◆ **The problem**
If a line of the material holds the string "Duration", please copy it.

◆ **Material provided**
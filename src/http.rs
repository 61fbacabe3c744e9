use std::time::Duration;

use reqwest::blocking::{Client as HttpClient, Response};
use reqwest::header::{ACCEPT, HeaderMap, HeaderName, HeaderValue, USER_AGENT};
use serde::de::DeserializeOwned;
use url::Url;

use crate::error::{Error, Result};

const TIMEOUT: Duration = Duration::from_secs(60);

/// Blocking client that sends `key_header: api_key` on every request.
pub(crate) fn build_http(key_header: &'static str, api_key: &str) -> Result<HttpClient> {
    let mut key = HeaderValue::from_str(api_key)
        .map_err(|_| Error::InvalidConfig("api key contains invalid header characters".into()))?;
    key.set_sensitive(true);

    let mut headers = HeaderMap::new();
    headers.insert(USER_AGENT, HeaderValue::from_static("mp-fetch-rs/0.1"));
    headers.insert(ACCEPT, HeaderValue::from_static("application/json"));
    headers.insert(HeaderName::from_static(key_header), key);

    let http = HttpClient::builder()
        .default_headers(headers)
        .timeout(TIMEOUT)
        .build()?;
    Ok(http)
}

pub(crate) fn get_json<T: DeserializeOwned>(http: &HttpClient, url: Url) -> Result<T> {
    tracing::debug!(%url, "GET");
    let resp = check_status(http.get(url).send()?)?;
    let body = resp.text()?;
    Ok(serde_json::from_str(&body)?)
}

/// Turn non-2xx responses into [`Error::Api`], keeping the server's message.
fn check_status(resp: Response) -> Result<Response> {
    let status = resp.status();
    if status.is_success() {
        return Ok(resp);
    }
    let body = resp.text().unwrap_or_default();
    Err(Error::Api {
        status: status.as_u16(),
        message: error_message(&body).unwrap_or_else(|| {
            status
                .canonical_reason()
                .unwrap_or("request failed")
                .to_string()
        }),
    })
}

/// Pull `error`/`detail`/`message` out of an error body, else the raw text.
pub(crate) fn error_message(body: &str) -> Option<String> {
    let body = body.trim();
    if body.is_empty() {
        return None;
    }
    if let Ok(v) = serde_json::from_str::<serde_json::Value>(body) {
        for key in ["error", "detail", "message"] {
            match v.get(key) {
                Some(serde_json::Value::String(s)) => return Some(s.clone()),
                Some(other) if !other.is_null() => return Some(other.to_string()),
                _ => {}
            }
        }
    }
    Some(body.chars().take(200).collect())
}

◆ **Output of the task**
use std::time::Duration;
const TIMEOUT: Duration = Duration::from_secs(60);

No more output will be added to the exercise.